Anita Disney
Assistant Professor of Neurobiology

There are two broad branches of research in the Disney lab:

The primary goal of our Basic Research is to determine the role(s) that neuromodulators such as acetylcholine, noradrenaline, serotonin, and oxytocin play in specifying functional connectivity across the wired circuitry of the brain, and how this dynamic circuit specification supports flexible behavior in the healthy brain.

The core goal of our Disease-Focused Research is understanding the neurochemical changes that occur in the pre-clinical phase (i.e 20-30 years before symptom onset and diagnosis) of late-onset Alzheimer's Disease. Late onset AD accounts for >95% of the disease burden and is not genetically determined, which means it is not well-modeled by the transgenic mice commonly used in AD research and is less well-understood than familial AD.

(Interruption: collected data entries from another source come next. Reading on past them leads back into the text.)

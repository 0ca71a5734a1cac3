//! Tool registry and handler contracts
//!
//! A tool is a named local operation the model may ask to run. The registry
//! maps each name to its declared `ToolSpec` and a handler implementing
//! `ToolHandler`. Handlers are registered once at startup and the registry is
//! then shared read-only (behind an `Arc`) by every session that dispatches
//! tool calls against it. Handlers may be in-process functions or proxies to a
//! remote MCP server; dispatch treats both identically.

use async_trait::async_trait;
use jsonschema::JSONSchema;
use serde::{Deserialize, Serialize};
use serde_json::{json, Map, Value};
use std::collections::HashMap;
use std::future::Future;
use std::sync::Arc;

use crate::errors::{AgentError, DispatchError};

pub mod arguments;
pub mod calculator;
pub mod code_execution;
pub mod mcp_client;
pub mod mcp_tool;
pub mod rmcp_client;
pub mod travel;

pub use calculator::AddTool;
pub use code_execution::CodeExecutionTool;
pub use mcp_client::{
    MockToolTransport, PromptArgumentInfo, PromptInfo, RenderedPrompt, ResourceContent, ResourceInfo, ResourceTransport,
    ToolTransport,
};
pub use mcp_tool::{McpTool, McpToolFactory};
pub use rmcp_client::{RMCPClient, RMCPClientFactory, DEFAULT_MCP_URL};
pub use travel::{BookHotelTool, CityWeatherTool, GetWeatherTool, SearchFlightTool};

/// Declared interface of a tool, as advertised to the model.
#[derive(Debug, Clone, Serialize, Deserialize, PartialEq)]
pub struct ToolSpec {
    pub name: String,
    pub description: String,
    pub parameter_schema: Value,
    #[serde(default)]
    pub required_fields: Vec<String>,
}

impl ToolSpec {
    /// Build a spec, taking the required fields from the schema's `required` array.
    pub fn new(name: impl Into<String>, description: impl Into<String>, parameter_schema: Value) -> Self {
        let mut required_fields: Vec<String> = Vec::new();
        if let Some(required) = parameter_schema.get("required").and_then(|r| r.as_array()) {
            for field in required.iter().filter_map(|f| f.as_str()) {
                if !required_fields.iter().any(|existing| existing == field) {
                    required_fields.push(field.to_string());
                }
            }
        }
        Self {
            name: name.into(),
            description: description.into(),
            parameter_schema,
            required_fields,
        }
    }

    pub fn properties(&self) -> Option<&Map<String, Value>> {
        self.parameter_schema.get("properties").and_then(|p| p.as_object())
    }

    /// Every required field must be declared as a property.
    pub fn validate(&self) -> Result<(), AgentError> {
        if self.name.trim().is_empty() {
            return Err(AgentError::InvalidToolSpec {
                tool_name: self.name.clone(),
                message: "tool name must not be empty".to_string(),
            });
        }
        let missing: Vec<&str> = self
            .required_fields
            .iter()
            .filter(|field| !self.properties().is_some_and(|props| props.contains_key(field.as_str())))
            .map(|field| field.as_str())
            .collect();
        if !missing.is_empty() {
            return Err(AgentError::InvalidToolSpec {
                tool_name: self.name.clone(),
                message: format!("required fields not declared as properties: {}", missing.join(", ")),
            });
        }
        Ok(())
    }

    /// The JSON schema sent to the model, with `required` taken from `required_fields`.
    pub fn parameters(&self) -> Value {
        let mut schema = match &self.parameter_schema {
            Value::Object(map) => map.clone(),
            _ => {
                let mut map = Map::new();
                map.insert("type".to_string(), json!("object"));
                map.insert("properties".to_string(), json!({}));
                map
            }
        };
        if self.required_fields.is_empty() {
            schema.remove("required");
        } else {
            schema.insert("required".to_string(), json!(self.required_fields));
        }
        Value::Object(schema)
    }

    /// OpenAI `tools` array entry.
    pub fn to_openai_tool(&self) -> Value {
        json!({
            "type": "function",
            "function": {
                "name": self.name,
                "description": self.description,
                "parameters": self.parameters()
            }
        })
    }
}

/// Executes one tool call with already decoded arguments.
#[async_trait]
pub trait ToolHandler: Send + Sync {
    async fn invoke(&self, arguments: Map<String, Value>) -> Result<Value, AgentError>;
}

/// A handler that also knows its own spec.
pub trait Tool: ToolHandler {
    fn spec(&self) -> ToolSpec;
}

/// Adapter turning an async closure into a `ToolHandler`.
pub struct FnHandler<F> {
    func: F,
}

#[async_trait]
impl<F, Fut> ToolHandler for FnHandler<F>
where
    F: Fn(Map<String, Value>) -> Fut + Send + Sync,
    Fut: Future<Output = Result<Value, AgentError>> + Send,
{
    async fn invoke(&self, arguments: Map<String, Value>) -> Result<Value, AgentError> {
        (self.func)(arguments).await
    }
}

pub fn handler_fn<F, Fut>(func: F) -> Arc<dyn ToolHandler>
where
    F: Fn(Map<String, Value>) -> Fut + Send + Sync + 'static,
    Fut: Future<Output = Result<Value, AgentError>> + Send + 'static,
{
    Arc::new(FnHandler { func })
}

#[derive(Clone)]
struct RegisteredTool {
    spec: ToolSpec,
    handler: Arc<dyn ToolHandler>,
    validator: Option<Arc<JSONSchema>>,
}

impl RegisteredTool {
    fn new(spec: ToolSpec, handler: Arc<dyn ToolHandler>) -> Self {
        let validator = match JSONSchema::compile(&spec.parameters()) {
            Ok(compiled) => Some(Arc::new(compiled)),
            Err(e) => {
                log::warn!(
                    "Parameter schema of tool '{}' does not compile ({}); arguments will not be validated",
                    spec.name,
                    e
                );
                None
            }
        };
        Self {
            spec,
            handler,
            validator,
        }
    }
}

/// Insertion-ordered mapping from tool name to spec and handler.
#[derive(Clone)]
pub struct ToolRegistry {
    tools: Vec<RegisteredTool>,
    index: HashMap<String, usize>,
}

impl ToolRegistry {
    pub fn new() -> Self {
        Self {
            tools: Vec::new(),
            index: HashMap::new(),
        }
    }

    pub fn register(&mut self, spec: ToolSpec, handler: Arc<dyn ToolHandler>) -> Result<(), AgentError> {
        if self.index.contains_key(&spec.name) {
            return Err(AgentError::DuplicateTool(spec.name));
        }
        spec.validate()?;
        log::debug!("Registering tool '{}'", spec.name);
        self.index.insert(spec.name.clone(), self.tools.len());
        self.tools.push(RegisteredTool::new(spec, handler));
        Ok(())
    }

    pub fn register_tool<T: Tool + 'static>(&mut self, tool: T) -> Result<(), AgentError> {
        let spec = tool.spec();
        self.register(spec, Arc::new(tool))
    }

    pub fn resolve(&self, name: &str) -> Result<Arc<dyn ToolHandler>, AgentError> {
        self.index
            .get(name)
            .map(|&i| self.tools[i].handler.clone())
            .ok_or_else(|| AgentError::UnknownTool(name.to_string()))
    }

    pub fn spec(&self, name: &str) -> Option<&ToolSpec> {
        self.index.get(name).map(|&i| &self.tools[i].spec)
    }

    /// Specs in registration order.
    pub fn describe_all(&self) -> Vec<ToolSpec> {
        self.tools.iter().map(|t| t.spec.clone()).collect()
    }

    pub fn to_openai_tools(&self) -> Vec<Value> {
        self.tools.iter().map(|t| t.spec.to_openai_tool()).collect()
    }

    /// Fill declared defaults for omitted fields, then check the arguments
    /// against the tool's parameter schema.
    pub fn prepare_arguments(
        &self,
        name: &str,
        mut arguments: Map<String, Value>,
    ) -> Result<Map<String, Value>, DispatchError> {
        let tool = self
            .index
            .get(name)
            .map(|&i| &self.tools[i])
            .ok_or(DispatchError::UnknownTool)?;

        arguments::apply_defaults(&tool.spec, &mut arguments);
        if let Some(validator) = &tool.validator {
            arguments::validate(validator, &arguments)?;
        }
        Ok(arguments)
    }

    pub fn names(&self) -> Vec<&str> {
        self.tools.iter().map(|t| t.spec.name.as_str()).collect()
    }

    pub fn contains(&self, name: &str) -> bool {
        self.index.contains_key(name)
    }

    pub fn len(&self) -> usize {
        self.tools.len()
    }

    pub fn is_empty(&self) -> bool {
        self.tools.is_empty()
    }

    /// A registry holding only `names`, in the order given.
    pub fn subset(&self, names: &[String]) -> Result<ToolRegistry, AgentError> {
        let mut subset = ToolRegistry::new();
        for name in names {
            let tool = self
                .index
                .get(name)
                .map(|&i| self.tools[i].clone())
                .ok_or_else(|| AgentError::UnknownTool(name.clone()))?;
            if subset.index.contains_key(name) {
                return Err(AgentError::DuplicateTool(name.clone()));
            }
            subset.index.insert(name.clone(), subset.tools.len());
            subset.tools.push(tool);
        }
        Ok(subset)
    }
}

impl Default for ToolRegistry {
    fn default() -> Self {
        Self::new()
    }
}

// Tool factory for the demo tools shipped with the crate
pub struct ToolFactory;

impl ToolFactory {
    /// getWeather, searchFlight and bookHotel.
    pub fn create_travel_registry() -> Result<ToolRegistry, AgentError> {
        let mut registry = ToolRegistry::new();
        Self::register_travel_tools(&mut registry)?;
        Ok(registry)
    }

    pub fn register_travel_tools(registry: &mut ToolRegistry) -> Result<(), AgentError> {
        registry.register_tool(GetWeatherTool::new())?;
        registry.register_tool(SearchFlightTool::new())?;
        registry.register_tool(BookHotelTool::new())?;
        Ok(())
    }

    /// get_weather(city) and add(a, b).
    pub fn register_demo_tools(registry: &mut ToolRegistry) -> Result<(), AgentError> {
        registry.register_tool(CityWeatherTool::new())?;
        registry.register_tool(AddTool::new())?;
        Ok(())
    }
}

#[cfg(test)]
mod tests {
    use super::*;
    use serde_json::json;

    fn echo_spec(name: &str) -> ToolSpec {
        ToolSpec::new(
            name,
            "Echo the input back",
            json!({
                "type": "object",
                "properties": {"text": {"type": "string"}},
                "required": ["text"]
            }),
        )
    }

    fn echo_handler() -> Arc<dyn ToolHandler> {
        handler_fn(|args| async move { Ok(Value::Object(args)) })
    }

    #[test]
    fn test_tool_registry_creation() {
        let registry = ToolRegistry::new();
        assert_eq!(registry.len(), 0);
        assert!(registry.is_empty());
    }

    #[test]
    fn test_register_rejects_duplicates() {
        let mut registry = ToolRegistry::new();
        registry.register(echo_spec("echo"), echo_handler()).unwrap();

        let err = registry.register(echo_spec("echo"), echo_handler()).unwrap_err();
        assert!(matches!(err, AgentError::DuplicateTool(name) if name == "echo"));
        assert_eq!(registry.len(), 1);
    }

    #[test]
    fn test_register_rejects_undeclared_required_field() {
        let mut registry = ToolRegistry::new();
        let spec = ToolSpec::new(
            "broken",
            "Requires a field it never declares",
            json!({"type": "object", "properties": {"a": {"type": "string"}}, "required": ["b"]}),
        );
        let err = registry.register(spec, echo_handler()).unwrap_err();
        assert!(matches!(err, AgentError::InvalidToolSpec { .. }));
        assert!(registry.is_empty());
    }

    #[test]
    fn test_resolve_unknown_tool() {
        let registry = ToolRegistry::new();
        let err = registry.resolve("missing").err().unwrap();
        assert!(matches!(err, AgentError::UnknownTool(name) if name == "missing"));
    }

    #[tokio::test]
    async fn test_resolve_twice_behaves_identically() {
        let mut registry = ToolRegistry::new();
        registry.register(echo_spec("echo"), echo_handler()).unwrap();

        let first = registry.resolve("echo").unwrap();
        let second = registry.resolve("echo").unwrap();
        let args = json!({"text": "hi"}).as_object().unwrap().clone();

        assert_eq!(
            first.invoke(args.clone()).await.unwrap(),
            second.invoke(args).await.unwrap()
        );
        assert_eq!(registry.len(), 1);
    }

    #[test]
    fn test_describe_all_is_insertion_ordered_and_stable() {
        let mut registry = ToolRegistry::new();
        for name in ["zeta", "alpha", "mid"] {
            registry.register(echo_spec(name), echo_handler()).unwrap();
        }
        let names: Vec<String> = registry.describe_all().into_iter().map(|s| s.name).collect();
        assert_eq!(names, vec!["zeta", "alpha", "mid"]);
        assert_eq!(registry.describe_all(), registry.describe_all());
        assert_eq!(registry.to_openai_tools(), registry.to_openai_tools());
    }

    #[test]
    fn test_openai_tool_format() {
        let tool = echo_spec("echo").to_openai_tool();
        assert_eq!(tool["type"], "function");
        assert_eq!(tool["function"]["name"], "echo");
        assert_eq!(tool["function"]["parameters"]["required"], json!(["text"]));
    }

    #[test]
    fn test_prepare_arguments_applies_defaults() {
        let registry = ToolFactory::create_travel_registry().unwrap();
        let args = json!({"location": "Paris"}).as_object().unwrap().clone();
        let prepared = registry.prepare_arguments("getWeather", args).unwrap();
        assert_eq!(prepared["unit"], "celsius");
    }

    #[test]
    fn test_prepare_arguments_reports_missing_required() {
        let registry = ToolFactory::create_travel_registry().unwrap();
        let err = registry.prepare_arguments("bookHotel", Map::new()).unwrap_err();
        assert!(matches!(err, DispatchError::ArgumentValidation(_)));
        assert!(err.to_string().starts_with("invalid arguments"));
    }

    #[test]
    fn test_tool_factory_registries() {
        let mut registry = ToolFactory::create_travel_registry().unwrap();
        ToolFactory::register_demo_tools(&mut registry).unwrap();
        assert_eq!(
            registry.names(),
            vec!["getWeather", "searchFlight", "bookHotel", "get_weather", "add"]
        );
    }

    #[test]
    fn test_subset_keeps_requested_tools() {
        let registry = ToolFactory::create_travel_registry().unwrap();
        let subset = registry
            .subset(&["bookHotel".to_string(), "getWeather".to_string()])
            .unwrap();
        assert_eq!(subset.names(), vec!["bookHotel", "getWeather"]);
        assert!(subset.prepare_arguments("getWeather", Map::new()).is_err());

        let err = registry.subset(&["execute_python".to_string()]).err().unwrap();
        assert!(matches!(err, AgentError::UnknownTool(_)));
    }
}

We are a question-driven lab, and so the techniques we employ are diverse. Where the technique we need in order to answer our question doesn't exist, we work to develop it.

Our current tools include a novel biosensor that combines classical electrophysiological recording capabilities with the ability to measure the local chemical environment at high spatial and temporal resolution; we also combine electrophysiological recording with pharmacological manipulation to examine causal relationships between neuromodulation, neuronal activity and behavioral performance. Our current analysis methods include the tools of analytic chemistry, including mass spectrometry-based proteomics and metabolomics. Because we believe that structure constrains function, we anchor all of our research in a solid understanding of cortical anatomy. Where these data don't exist, we generate them which means we also study the anatomy of neuromodulatory systems in cortex from a comparative perspective at both the light and electron microscopic levels.